Обстановка в корне изменилась, когда кремлевское руководство осознало, что СССР просто больше не может себе позволить интервенционистскую внешнюю политику, и что чрезмерное расширение вооруженных сил во многом обусловливает финансовые трудности страны. Горбачев кардинально сократил военные расходы, что привело к массовому выводу войск из Афганистана, а также к сокращению помощи многим советским сателлитам и подконтрольным государствам. Советский лидер заявил о своем намерении устранить «препятствия», мешающие развитию китайско-советских отношений.
С этого момента все зависело от матрицы взаимных интересов и взаимозависимости. Собственно, Шанхайская организация сотрудничества (ШОС) возникла непосредственно из процесса нормализации российско-китайских отношений.
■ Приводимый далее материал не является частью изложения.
//! Idempotent loading of a static settings file into the database.
//!
//! The file (JSON or YAML, picked by extension) lists default accounts, grade
//! levels, subjects, prerequisites and AP classes. Rows that already exist are
//! left untouched, and entries that point at an unknown subject or teacher are
//! skipped with a warning rather than failing the run.

use std::path::Path;

use serde::{Deserialize, Serialize};
use sqlx::{PgConnection, PgPool};
use thiserror::Error;
use tracing::{info, warn};

use crate::auth::{self, AuthError};
use crate::database::models::Role;
use crate::database::DatabaseError;
use crate::services::ServiceError;
use crate::validation;

pub const DEFAULT_PASSWORD: &str = "changeme";

#[derive(Debug, Error)]
pub enum SeedError {
    #[error("Failed to read seed file {path}: {source}")]
    Io {
        path: String,
        #[source]
        source: std::io::Error,
    },

    #[error("Invalid JSON seed file: {0}")]
    Json(#[from] serde_json::Error),

    #[error("Invalid YAML seed file: {0}")]
    Yaml(#[from] serde_yaml::Error),

    #[error("Unsupported seed file '{0}', expected .json, .yaml or .yml")]
    UnsupportedFormat(String),

    #[error(transparent)]
    Database(#[from] DatabaseError),

    #[error(transparent)]
    Service(#[from] ServiceError),

    #[error(transparent)]
    Auth(#[from] AuthError),
}

impl From<sqlx::Error> for SeedError {
    fn from(err: sqlx::Error) -> Self {
        SeedError::Database(err.into())
    }
}

#[derive(Debug, Default, Clone, Deserialize)]
#[serde(rename_all = "camelCase", default)]
pub struct SeedConfig {
    pub default_accounts: Vec<SeedAccount>,
    pub grade_levels: Vec<i32>,
    pub subjects: Vec<String>,
    #[serde(alias = "prerequesites")]
    pub prerequisites: Vec<SeedPrerequisite>,
    pub ap_classes: Vec<SeedApClass>,
}

#[derive(Debug, Clone, Deserialize)]
#[serde(rename_all = "camelCase")]
pub struct SeedAccount {
    pub email: String,
    pub password: Option<String>,
    #[serde(default)]
    pub first_name: String,
    #[serde(default)]
    pub last_name: String,
    pub role: Option<Role>,
}

#[derive(Debug, Clone, Deserialize)]
#[serde(rename_all = "camelCase")]
pub struct SeedPrerequisite {
    pub name: String,
    pub subject: String,
    #[serde(default)]
    pub grade_levels: Vec<i32>,
}

#[derive(Debug, Clone, Deserialize)]
#[serde(rename_all = "camelCase")]
pub struct SeedApClass {
    pub name: String,
    #[serde(default)]
    pub description: String,
    pub resources: Option<String>,
    #[serde(default)]
    pub offered: bool,
    pub subject: String,
    pub teacher_email: String,
    #[serde(default)]
    pub grade_levels: Vec<i32>,
    /// Prerequisite names
    #[serde(default)]
    pub prerequisites: Vec<String>,
}

impl SeedConfig {
    pub fn from_path(path: &Path) -> Result<Self, SeedError> {
        let raw = std::fs::read_to_string(path).map_err(|source| SeedError::Io {
            path: path.display().to_string(),
            source,
        })?;

        match path.extension().and_then(|e| e.to_str()).map(str::to_ascii_lowercase).as_deref() {
            Some("json") => Self::from_json_str(&raw),
            Some("yaml") | Some("yml") => Self::from_yaml_str(&raw),
            _ => Err(SeedError::UnsupportedFormat(path.display().to_string())),
        }
    }

    pub fn from_json_str(raw: &str) -> Result<Self, SeedError> {
        Ok(serde_json::from_str(raw)?)
    }

    pub fn from_yaml_str(raw: &str) -> Result<Self, SeedError> {
        Ok(serde_yaml::from_str(raw)?)
    }
}

#[derive(Debug, Default, Clone, Copy, PartialEq, Eq, Serialize)]
pub struct SeedCount {
    pub created: u32,
    pub skipped: u32,
}

impl SeedCount {
    fn record(&mut self, created: bool) {
        if created {
            self.created += 1;
        } else {
            self.skipped += 1;
        }
    }
}

#[derive(Debug, Default, Clone, Serialize)]
pub struct SeedReport {
    pub accounts: SeedCount,
    pub grade_levels: SeedCount,
    pub subjects: SeedCount,
    pub prerequisites: SeedCount,
    pub ap_classes: SeedCount,
}

/// Apply `config` in one transaction. Safe to run repeatedly.
pub async fn run_seed(pool: &PgPool, config: &SeedConfig) -> Result<SeedReport, SeedError> {
    let mut report = SeedReport::default();
    let mut tx = pool.begin().await?;

    info!("Seeding the database");

    for account in &config.default_accounts {
        report.accounts.record(seed_account(&mut *tx, account).await?);
    }

    for &level in &config.grade_levels {
        if !validation::is_valid_grade_level(level) {
            warn!("Skipping grade level {}: must be between 9 and 12", level);
            report.grade_levels.skipped += 1;
            continue;
        }
        let created: Option<i32> = sqlx::query_scalar(
            "INSERT INTO grade_levels (level) VALUES ($1) ON CONFLICT (level) DO NOTHING RETURNING id",
        )
        .bind(level)
        .fetch_optional(&mut *tx)
        .await?;
        report.grade_levels.record(created.is_some());
    }

    for name in &config.subjects {
        let name = name.trim();
        if name.is_empty() {
            report.subjects.skipped += 1;
            continue;
        }
        let created: Option<i32> = sqlx::query_scalar(
            "INSERT INTO subjects (name) VALUES ($1) ON CONFLICT (name) DO NOTHING RETURNING id",
        )
        .bind(name)
        .fetch_optional(&mut *tx)
        .await?;
        if created.is_some() {
            info!("Created subject: {}", name);
        }
        report.subjects.record(created.is_some());
    }

    for prerequisite in &config.prerequisites {
        report.prerequisites.record(seed_prerequisite(&mut *tx, prerequisite).await?);
    }

    for class in &config.ap_classes {
        report.ap_classes.record(seed_ap_class(&mut *tx, class).await?);
    }

    tx.commit().await?;
    info!(
        "Seed complete: {} accounts, {} subjects, {} prerequisites, {} AP classes created",
        report.accounts.created, report.subjects.created, report.prerequisites.created, report.ap_classes.created
    );
    Ok(report)
}

async fn seed_account(conn: &mut PgConnection, account: &SeedAccount) -> Result<bool, SeedError> {
    let email = account.email.trim();
    let role = account.role.unwrap_or_default();
    let hashed = auth::hash_password(account.password.as_deref().unwrap_or(DEFAULT_PASSWORD)).await?;

    let created: Option<i32> = sqlx::query_scalar(
        "INSERT INTO users (email, password, first_name, last_name, role)
         VALUES ($1, $2, $3, $4, $5)
         ON CONFLICT (email) DO NOTHING
         RETURNING id",
    )
    .bind(email)
    .bind(&hashed)
    .bind(&account.first_name)
    .bind(&account.last_name)
    .bind(role)
    .fetch_optional(&mut *conn)
    .await?;

    sqlx::query("INSERT INTO authorized_users (email, role) VALUES ($1, $2) ON CONFLICT (email) DO NOTHING")
        .bind(email)
        .bind(role)
        .execute(&mut *conn)
        .await?;

    if created.is_some() {
        info!("Created user: {} with role: {}", email, role);
    }
    Ok(created.is_some())
}

async fn seed_prerequisite(conn: &mut PgConnection, prerequisite: &SeedPrerequisite) -> Result<bool, SeedError> {
    let Some(subject_id) = find_subject_id(conn, &prerequisite.subject).await? else {
        warn!(
            "Skipping prerequisite \"{}\": subject \"{}\" not found",
            prerequisite.name, prerequisite.subject
        );
        return Ok(false);
    };

    let existing: Option<i32> = sqlx::query_scalar("SELECT id FROM prerequisites WHERE name = $1 AND subject_id = $2")
        .bind(&prerequisite.name)
        .bind(subject_id)
        .fetch_optional(&mut *conn)
        .await?;
    if existing.is_some() {
        return Ok(false);
    }

    let grade_level_ids = resolve_grade_levels(conn, &prerequisite.grade_levels).await?;
    let id: i32 = sqlx::query_scalar("INSERT INTO prerequisites (name, subject_id) VALUES ($1, $2) RETURNING id")
        .bind(&prerequisite.name)
        .bind(subject_id)
        .fetch_one(&mut *conn)
        .await?;
    crate::services::prerequisites::link_grade_levels(conn, id, &grade_level_ids).await?;

    info!("Created prerequisite: {} for subject: {}", prerequisite.name, prerequisite.subject);
    Ok(true)
}

async fn seed_ap_class(conn: &mut PgConnection, class: &SeedApClass) -> Result<bool, SeedError> {
    let subject_id = find_subject_id(conn, &class.subject).await?;
    let teacher_exists: bool = sqlx::query_scalar("SELECT EXISTS (SELECT 1 FROM users WHERE email = $1)")
        .bind(&class.teacher_email)
        .fetch_one(&mut *conn)
        .await?;

    let subject_id = match subject_id {
        Some(id) if teacher_exists => id,
        _ => {
            warn!("Skipping AP class \"{}\": subject or teacher not found", class.name);
            return Ok(false);
        }
    };

    let existing: Option<i32> = sqlx::query_scalar("SELECT id FROM ap_classes WHERE name = $1")
        .bind(&class.name)
        .fetch_optional(&mut *conn)
        .await?;
    if existing.is_some() {
        return Ok(false);
    }

    let grade_level_ids = resolve_grade_levels(conn, &class.grade_levels).await?;
    let prerequisite_ids = resolve_prerequisites(conn, subject_id, &class.prerequisites).await?;

    let id: i32 = sqlx::query_scalar(
        "INSERT INTO ap_classes (name, description, resources, offered, subject_id, teacher_email)
         VALUES ($1, $2, $3, $4, $5, $6)
         RETURNING id",
    )
    .bind(&class.name)
    .bind(&class.description)
    .bind(&class.resources)
    .bind(class.offered)
    .bind(subject_id)
    .bind(&class.teacher_email)
    .fetch_one(&mut *conn)
    .await?;
    crate::services::ap_classes::link(conn, id, &grade_level_ids, &prerequisite_ids).await?;

    info!("Created AP class: {}", class.name);
    Ok(true)
}

async fn find_subject_id(conn: &mut PgConnection, name: &str) -> Result<Option<i32>, SeedError> {
    let id = sqlx::query_scalar("SELECT id FROM subjects WHERE name = $1")
        .bind(name.trim())
        .fetch_optional(&mut *conn)
        .await?;
    Ok(id)
}

/// Ids of the levels that exist; the rest are reported and dropped
async fn resolve_grade_levels(conn: &mut PgConnection, levels: &[i32]) -> Result<Vec<i32>, SeedError> {
    let rows: Vec<(i32, i32)> = sqlx::query_as("SELECT id, level FROM grade_levels WHERE level = ANY($1)")
        .bind(levels)
        .fetch_all(&mut *conn)
        .await?;

    for level in levels {
        if !rows.iter().any(|(_, found)| found == level) {
            warn!("Grade level {} not found, skipping", level);
        }
    }
    Ok(rows.into_iter().map(|(id, _)| id).collect())
}

/// Only prerequisites of the class's own subject are linked
async fn resolve_prerequisites(
    conn: &mut PgConnection,
    subject_id: i32,
    names: &[String],
) -> Result<Vec<i32>, SeedError> {
    if names.is_empty() {
        return Ok(Vec::new());
    }

    let rows: Vec<(i32, String)> =
        sqlx::query_as("SELECT id, name FROM prerequisites WHERE subject_id = $1 AND name = ANY($2)")
            .bind(subject_id)
            .bind(names)
            .fetch_all(&mut *conn)
            .await?;

    for name in names {
        if !rows.iter().any(|(_, found)| found == name) {
            warn!("Prerequisite \"{}\" not found for this subject, skipping", name);
        }
    }
    Ok(rows.into_iter().map(|(id, _)| id).collect())
}

#[cfg(test)]
mod tests {
    use super::*;

    #[test]
    fn parses_json_settings_with_defaults() {
        let config = SeedConfig::from_json_str(
            r#"{
                "defaultAccounts": [
                    {"email": "admin@foo.com", "password": "changeme", "role": "ADMIN"},
                    {"email": "john@foo.com", "firstName": "John", "lastName": "Foo"}
                ],
                "gradeLevels": [9, 10, 11, 12],
                "subjects": ["Math", "Science"],
                "prerequesites": [
                    {"name": "Algebra II", "subject": "Math", "gradeLevels": [10, 11]}
                ],
                "apClasses": [
                    {
                        "name": "AP Calculus AB",
                        "description": "Limits and derivatives",
                        "offered": true,
                        "subject": "Math",
                        "teacherEmail": "john@foo.com",
                        "gradeLevels": [11, 12],
                        "prerequisites": ["Algebra II"]
                    }
                ]
            }"#,
        )
        .unwrap();

        assert_eq!(config.default_accounts.len(), 2);
        assert_eq!(config.default_accounts[0].role, Some(Role::Admin));
        assert_eq!(config.default_accounts[1].role, None);
        assert_eq!(config.default_accounts[1].password, None);
        assert_eq!(config.prerequisites[0].grade_levels, vec![10, 11]);
        assert_eq!(config.ap_classes[0].prerequisites, vec!["Algebra II"]);
        assert_eq!(config.ap_classes[0].resources, None);
    }

    #[test]
    fn parses_yaml_settings() {
        let config = SeedConfig::from_yaml_str(
            "subjects:\n  - Art\nprerequisites:\n  - name: Drawing I\n    subject: Art\napClasses: []\n",
        )
        .unwrap();

        assert!(config.default_accounts.is_empty());
        assert_eq!(config.subjects, vec!["Art"]);
        assert_eq!(config.prerequisites[0].name, "Drawing I");
        assert!(config.prerequisites[0].grade_levels.is_empty());
    }

    #[test]
    fn rejects_unknown_role() {
        let err = SeedConfig::from_json_str(r#"{"defaultAccounts": [{"email": "a@b.com", "role": "PRINCIPAL"}]}"#);
        assert!(matches!(err, Err(SeedError::Json(_))));
    }

    #[test]
    fn rejects_unknown_extension() {
        let path = std::env::temp_dir().join(format!("ap-seed-{}.toml", std::process::id()));
        std::fs::write(&path, "subjects = []").unwrap();
        let result = SeedConfig::from_path(&path);
        let _ = std::fs::remove_file(&path);
        assert!(matches!(result, Err(SeedError::UnsupportedFormat(_))));
    }

    #[test]
    fn bundled_development_settings_parse() {
        let path = Path::new(env!("CARGO_MANIFEST_DIR")).join("config/settings.development.json");
        let config = SeedConfig::from_path(&path).unwrap();
        assert_eq!(config.grade_levels, vec![9, 10, 11, 12]);
        assert!(config.ap_classes.iter().all(|c| config.subjects.contains(&c.subject)));
        assert!(config.default_accounts.iter().any(|a| a.role == Some(Role::Admin)));
    }

    #[test]
    fn counts_created_and_skipped() {
        let mut count = SeedCount::default();
        count.record(true);
        count.record(false);
        count.record(false);
        assert_eq!(count, SeedCount { created: 1, skipped: 2 });
    }
}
Почему Москва продвигала этот китайский проект?
Очевидно, что в Кремле его рассматривали в качестве форума для координации регионального сотрудничества с Китаем путем согласованных решений, видели потенциал использования механизмов ШОС для развития собственной экономики за счет привлечения экономической мощи Китая. Кроме того, Москва усматривала в ШОС механизм координации усилий с Пекином в борьбе против терроризма и религиозного экстремизма. Россия оценила, что экономическое присутствие Китая в Центральной Азии способствует региональной стабильности, а ШОС помогает Москве соблюсти баланс интересов на фоне неизбежного роста китайского присутствия и влияния в своем историческом «ближнем зарубежье».
Между тем, в Индии царят предубеждения, и влиятельные силы цепляются за представление о том, что воинственность является основным элементом китайской политики в отношении Индии. Прискорбное совпадение заключается в том, что многие из тех, кто периодически пускается в подобные тирады против Китая, также оказываются горячими сторонниками американо-индийских стратегических объятий. Таким образом, их истерия вполне вписывается в скрытые планы.
Как страна развивает свои отношения с соседями, когда она настроена настолько параноидально? Пекин на днях напомнил Дели, что предстоящий саммит БРИКС может ознаменовать новое начало, и что он готов сотрудничать с Индией.